Stored data entries:

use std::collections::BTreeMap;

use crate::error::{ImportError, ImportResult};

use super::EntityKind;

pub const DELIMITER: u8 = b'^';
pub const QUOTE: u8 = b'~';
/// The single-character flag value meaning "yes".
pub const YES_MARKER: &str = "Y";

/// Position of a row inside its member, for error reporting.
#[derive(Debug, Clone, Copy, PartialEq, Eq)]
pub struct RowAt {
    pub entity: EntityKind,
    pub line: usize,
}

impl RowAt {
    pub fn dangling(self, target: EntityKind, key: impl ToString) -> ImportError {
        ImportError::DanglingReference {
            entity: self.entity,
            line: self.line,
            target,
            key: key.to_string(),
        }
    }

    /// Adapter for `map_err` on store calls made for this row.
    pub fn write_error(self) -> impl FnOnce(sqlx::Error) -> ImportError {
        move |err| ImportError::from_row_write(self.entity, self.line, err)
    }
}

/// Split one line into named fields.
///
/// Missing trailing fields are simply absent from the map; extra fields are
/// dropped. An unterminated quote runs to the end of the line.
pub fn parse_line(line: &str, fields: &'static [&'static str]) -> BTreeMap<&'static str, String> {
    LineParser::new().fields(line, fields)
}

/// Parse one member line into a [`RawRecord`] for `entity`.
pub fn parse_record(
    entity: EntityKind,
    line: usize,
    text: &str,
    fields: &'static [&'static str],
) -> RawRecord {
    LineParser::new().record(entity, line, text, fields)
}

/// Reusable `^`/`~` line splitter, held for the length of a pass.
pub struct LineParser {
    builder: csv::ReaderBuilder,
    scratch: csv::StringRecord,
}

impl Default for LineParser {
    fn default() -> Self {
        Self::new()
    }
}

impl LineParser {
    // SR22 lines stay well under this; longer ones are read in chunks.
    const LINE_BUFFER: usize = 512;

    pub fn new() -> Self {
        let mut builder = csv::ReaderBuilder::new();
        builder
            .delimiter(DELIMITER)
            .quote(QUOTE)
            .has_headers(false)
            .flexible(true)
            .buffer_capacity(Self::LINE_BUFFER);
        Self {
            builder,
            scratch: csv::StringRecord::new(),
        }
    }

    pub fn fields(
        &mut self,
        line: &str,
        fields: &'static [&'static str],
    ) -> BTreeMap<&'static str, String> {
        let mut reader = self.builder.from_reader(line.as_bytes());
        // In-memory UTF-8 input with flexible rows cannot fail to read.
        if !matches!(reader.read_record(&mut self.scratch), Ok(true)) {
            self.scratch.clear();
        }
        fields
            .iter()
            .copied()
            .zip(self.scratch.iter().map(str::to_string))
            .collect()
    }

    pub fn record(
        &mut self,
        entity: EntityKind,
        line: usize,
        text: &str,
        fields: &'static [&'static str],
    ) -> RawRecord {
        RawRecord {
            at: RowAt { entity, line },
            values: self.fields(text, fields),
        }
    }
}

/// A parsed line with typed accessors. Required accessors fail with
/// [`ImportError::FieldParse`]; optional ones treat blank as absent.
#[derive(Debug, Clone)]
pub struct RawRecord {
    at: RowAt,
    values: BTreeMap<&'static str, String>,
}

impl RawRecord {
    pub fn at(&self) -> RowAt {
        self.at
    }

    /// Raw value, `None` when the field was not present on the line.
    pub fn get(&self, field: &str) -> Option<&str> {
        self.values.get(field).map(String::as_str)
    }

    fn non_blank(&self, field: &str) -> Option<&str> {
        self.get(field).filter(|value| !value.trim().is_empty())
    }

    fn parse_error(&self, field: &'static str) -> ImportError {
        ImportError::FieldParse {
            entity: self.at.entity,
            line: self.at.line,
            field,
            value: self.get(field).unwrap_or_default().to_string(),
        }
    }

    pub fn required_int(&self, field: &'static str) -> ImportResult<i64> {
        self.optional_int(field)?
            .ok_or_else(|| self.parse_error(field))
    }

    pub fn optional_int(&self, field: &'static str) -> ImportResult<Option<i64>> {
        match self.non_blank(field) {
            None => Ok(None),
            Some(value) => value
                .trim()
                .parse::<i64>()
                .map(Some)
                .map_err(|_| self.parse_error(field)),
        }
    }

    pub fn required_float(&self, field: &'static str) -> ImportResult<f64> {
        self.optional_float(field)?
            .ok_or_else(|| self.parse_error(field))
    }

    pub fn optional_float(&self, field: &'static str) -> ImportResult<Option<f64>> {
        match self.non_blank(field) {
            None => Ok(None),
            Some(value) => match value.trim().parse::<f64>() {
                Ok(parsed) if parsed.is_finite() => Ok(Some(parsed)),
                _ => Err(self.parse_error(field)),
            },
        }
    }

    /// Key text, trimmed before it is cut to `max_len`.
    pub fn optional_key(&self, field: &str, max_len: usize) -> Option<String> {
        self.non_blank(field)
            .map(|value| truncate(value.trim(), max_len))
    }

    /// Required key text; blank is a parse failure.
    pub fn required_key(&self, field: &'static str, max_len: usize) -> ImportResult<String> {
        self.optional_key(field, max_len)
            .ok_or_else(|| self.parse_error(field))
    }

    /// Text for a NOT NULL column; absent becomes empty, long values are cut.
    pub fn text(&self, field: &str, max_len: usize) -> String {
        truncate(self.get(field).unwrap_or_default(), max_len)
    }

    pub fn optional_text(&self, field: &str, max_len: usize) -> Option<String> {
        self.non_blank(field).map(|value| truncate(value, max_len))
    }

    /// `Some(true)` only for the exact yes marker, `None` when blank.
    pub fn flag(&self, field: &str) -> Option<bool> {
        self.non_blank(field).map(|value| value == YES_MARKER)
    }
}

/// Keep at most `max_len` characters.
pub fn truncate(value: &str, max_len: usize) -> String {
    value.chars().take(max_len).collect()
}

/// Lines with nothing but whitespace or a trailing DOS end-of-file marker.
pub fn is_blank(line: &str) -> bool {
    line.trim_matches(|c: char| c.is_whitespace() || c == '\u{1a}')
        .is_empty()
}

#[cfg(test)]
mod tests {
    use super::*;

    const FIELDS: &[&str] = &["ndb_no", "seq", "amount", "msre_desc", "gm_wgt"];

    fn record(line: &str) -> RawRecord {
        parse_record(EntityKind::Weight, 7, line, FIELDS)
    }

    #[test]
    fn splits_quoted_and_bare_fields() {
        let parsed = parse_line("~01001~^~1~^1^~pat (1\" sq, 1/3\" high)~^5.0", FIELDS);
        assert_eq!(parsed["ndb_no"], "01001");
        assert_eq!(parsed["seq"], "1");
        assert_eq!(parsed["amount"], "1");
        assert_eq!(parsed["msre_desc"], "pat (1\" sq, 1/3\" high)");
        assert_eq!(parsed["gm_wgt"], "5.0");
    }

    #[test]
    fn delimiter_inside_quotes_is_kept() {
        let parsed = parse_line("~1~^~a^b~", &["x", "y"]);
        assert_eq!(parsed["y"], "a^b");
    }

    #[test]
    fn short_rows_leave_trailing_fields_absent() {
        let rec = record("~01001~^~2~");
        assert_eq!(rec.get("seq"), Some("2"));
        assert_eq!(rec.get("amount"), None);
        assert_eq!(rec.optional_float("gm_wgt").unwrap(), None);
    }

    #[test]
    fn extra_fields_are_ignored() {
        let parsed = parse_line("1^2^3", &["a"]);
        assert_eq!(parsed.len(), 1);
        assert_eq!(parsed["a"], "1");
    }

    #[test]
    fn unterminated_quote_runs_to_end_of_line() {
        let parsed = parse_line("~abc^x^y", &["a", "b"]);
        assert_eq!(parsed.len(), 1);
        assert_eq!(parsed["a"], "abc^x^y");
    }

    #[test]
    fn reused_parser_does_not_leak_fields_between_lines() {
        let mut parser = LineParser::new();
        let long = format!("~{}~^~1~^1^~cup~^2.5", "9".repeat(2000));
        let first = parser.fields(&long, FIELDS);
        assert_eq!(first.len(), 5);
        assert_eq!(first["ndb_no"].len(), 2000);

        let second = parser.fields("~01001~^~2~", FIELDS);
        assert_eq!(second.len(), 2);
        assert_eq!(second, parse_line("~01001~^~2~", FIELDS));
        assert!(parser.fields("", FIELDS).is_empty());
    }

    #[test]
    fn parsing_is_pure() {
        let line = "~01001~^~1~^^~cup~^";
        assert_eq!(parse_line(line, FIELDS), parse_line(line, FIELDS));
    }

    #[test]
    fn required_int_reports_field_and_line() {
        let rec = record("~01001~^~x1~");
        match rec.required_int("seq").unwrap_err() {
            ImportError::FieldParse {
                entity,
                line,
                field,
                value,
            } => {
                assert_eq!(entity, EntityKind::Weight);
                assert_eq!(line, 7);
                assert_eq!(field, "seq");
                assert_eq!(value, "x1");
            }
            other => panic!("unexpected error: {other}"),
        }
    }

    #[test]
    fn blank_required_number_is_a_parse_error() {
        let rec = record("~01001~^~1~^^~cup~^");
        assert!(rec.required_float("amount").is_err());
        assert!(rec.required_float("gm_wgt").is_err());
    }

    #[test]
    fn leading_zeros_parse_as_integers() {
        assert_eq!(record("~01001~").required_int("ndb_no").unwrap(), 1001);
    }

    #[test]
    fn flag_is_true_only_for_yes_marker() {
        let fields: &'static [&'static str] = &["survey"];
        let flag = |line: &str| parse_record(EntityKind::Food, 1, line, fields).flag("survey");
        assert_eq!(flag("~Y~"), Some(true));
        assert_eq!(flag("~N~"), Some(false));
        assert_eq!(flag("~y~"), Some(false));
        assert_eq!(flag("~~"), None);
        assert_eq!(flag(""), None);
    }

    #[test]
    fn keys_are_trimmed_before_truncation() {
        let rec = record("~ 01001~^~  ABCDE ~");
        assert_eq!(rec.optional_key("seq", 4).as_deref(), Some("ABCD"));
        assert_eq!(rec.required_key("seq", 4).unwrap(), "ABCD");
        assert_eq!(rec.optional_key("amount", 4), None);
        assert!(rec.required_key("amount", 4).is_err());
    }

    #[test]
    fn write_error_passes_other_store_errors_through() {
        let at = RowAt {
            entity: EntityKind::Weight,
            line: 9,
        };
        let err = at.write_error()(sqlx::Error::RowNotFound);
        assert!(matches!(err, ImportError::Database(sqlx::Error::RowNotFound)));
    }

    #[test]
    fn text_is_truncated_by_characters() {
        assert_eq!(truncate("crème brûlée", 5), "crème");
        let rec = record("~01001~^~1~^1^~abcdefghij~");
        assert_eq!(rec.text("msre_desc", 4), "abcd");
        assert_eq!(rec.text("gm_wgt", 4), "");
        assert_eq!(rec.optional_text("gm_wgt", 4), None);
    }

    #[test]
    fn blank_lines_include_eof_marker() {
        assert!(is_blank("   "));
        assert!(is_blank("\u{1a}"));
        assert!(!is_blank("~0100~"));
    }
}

--

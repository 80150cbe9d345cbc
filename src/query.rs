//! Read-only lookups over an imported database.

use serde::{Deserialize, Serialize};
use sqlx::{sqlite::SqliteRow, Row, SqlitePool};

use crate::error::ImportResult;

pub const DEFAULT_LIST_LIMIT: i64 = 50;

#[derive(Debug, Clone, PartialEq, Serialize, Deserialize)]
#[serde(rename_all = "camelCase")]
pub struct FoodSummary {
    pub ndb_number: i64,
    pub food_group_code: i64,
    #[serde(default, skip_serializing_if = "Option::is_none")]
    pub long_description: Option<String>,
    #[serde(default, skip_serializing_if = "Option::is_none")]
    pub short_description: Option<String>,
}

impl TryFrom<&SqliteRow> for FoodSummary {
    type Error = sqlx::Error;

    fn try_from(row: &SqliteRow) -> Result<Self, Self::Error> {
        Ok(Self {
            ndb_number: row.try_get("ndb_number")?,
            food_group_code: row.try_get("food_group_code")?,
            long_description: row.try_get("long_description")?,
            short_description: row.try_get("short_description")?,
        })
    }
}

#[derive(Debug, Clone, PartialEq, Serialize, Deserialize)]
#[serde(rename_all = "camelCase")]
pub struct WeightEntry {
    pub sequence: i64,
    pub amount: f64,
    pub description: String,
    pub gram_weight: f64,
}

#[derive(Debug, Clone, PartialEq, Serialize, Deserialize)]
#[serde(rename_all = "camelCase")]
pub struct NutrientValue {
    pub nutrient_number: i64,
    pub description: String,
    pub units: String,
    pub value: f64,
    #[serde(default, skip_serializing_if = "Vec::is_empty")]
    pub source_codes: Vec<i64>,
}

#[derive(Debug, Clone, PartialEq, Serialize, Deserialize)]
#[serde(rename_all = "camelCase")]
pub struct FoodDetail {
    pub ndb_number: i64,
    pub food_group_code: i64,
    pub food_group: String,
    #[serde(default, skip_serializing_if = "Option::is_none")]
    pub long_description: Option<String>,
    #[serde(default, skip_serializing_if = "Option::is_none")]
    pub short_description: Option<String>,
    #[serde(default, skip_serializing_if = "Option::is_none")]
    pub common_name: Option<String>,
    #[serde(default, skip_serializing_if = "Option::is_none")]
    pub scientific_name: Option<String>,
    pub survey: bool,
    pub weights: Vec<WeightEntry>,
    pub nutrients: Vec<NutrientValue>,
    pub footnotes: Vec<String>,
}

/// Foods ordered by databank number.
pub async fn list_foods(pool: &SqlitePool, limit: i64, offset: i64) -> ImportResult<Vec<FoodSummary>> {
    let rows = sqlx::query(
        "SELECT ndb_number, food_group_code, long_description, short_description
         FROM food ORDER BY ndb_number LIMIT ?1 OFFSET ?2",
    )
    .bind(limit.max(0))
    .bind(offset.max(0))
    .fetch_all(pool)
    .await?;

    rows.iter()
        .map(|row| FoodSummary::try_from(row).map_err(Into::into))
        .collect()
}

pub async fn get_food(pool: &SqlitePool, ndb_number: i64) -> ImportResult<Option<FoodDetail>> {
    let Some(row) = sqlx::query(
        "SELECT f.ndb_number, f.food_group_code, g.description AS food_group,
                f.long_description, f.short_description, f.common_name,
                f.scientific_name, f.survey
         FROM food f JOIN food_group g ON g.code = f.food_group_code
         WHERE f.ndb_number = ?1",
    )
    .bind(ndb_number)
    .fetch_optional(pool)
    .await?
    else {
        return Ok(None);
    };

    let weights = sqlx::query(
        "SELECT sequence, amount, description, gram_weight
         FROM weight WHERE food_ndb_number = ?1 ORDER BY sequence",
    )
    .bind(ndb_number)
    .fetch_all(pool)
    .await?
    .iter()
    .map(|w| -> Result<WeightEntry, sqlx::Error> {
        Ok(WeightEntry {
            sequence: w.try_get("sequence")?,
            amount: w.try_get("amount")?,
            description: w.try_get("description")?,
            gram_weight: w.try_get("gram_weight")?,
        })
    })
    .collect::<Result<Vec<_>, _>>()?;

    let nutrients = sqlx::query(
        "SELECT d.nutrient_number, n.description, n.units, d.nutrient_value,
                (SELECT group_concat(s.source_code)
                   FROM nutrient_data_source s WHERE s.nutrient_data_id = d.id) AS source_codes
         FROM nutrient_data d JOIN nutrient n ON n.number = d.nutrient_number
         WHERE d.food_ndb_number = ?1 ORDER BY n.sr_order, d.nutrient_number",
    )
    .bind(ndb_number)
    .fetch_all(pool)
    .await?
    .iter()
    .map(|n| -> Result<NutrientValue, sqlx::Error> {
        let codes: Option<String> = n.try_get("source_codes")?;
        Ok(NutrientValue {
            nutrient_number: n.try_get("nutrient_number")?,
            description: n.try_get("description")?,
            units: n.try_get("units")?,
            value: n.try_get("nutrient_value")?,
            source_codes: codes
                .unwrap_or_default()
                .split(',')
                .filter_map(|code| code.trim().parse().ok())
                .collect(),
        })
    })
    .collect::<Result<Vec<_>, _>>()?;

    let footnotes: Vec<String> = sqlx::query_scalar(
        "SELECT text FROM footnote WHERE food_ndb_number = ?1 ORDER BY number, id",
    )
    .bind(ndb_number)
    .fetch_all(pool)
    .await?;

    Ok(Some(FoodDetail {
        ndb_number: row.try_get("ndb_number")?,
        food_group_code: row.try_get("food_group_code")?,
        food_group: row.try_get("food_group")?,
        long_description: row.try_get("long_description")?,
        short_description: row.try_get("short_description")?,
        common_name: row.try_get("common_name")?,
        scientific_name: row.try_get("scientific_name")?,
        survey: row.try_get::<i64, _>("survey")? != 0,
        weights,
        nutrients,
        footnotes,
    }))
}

What you will do:
Among the lines above, find those holding the word "with" and state how many there are, number only.

Solution:
3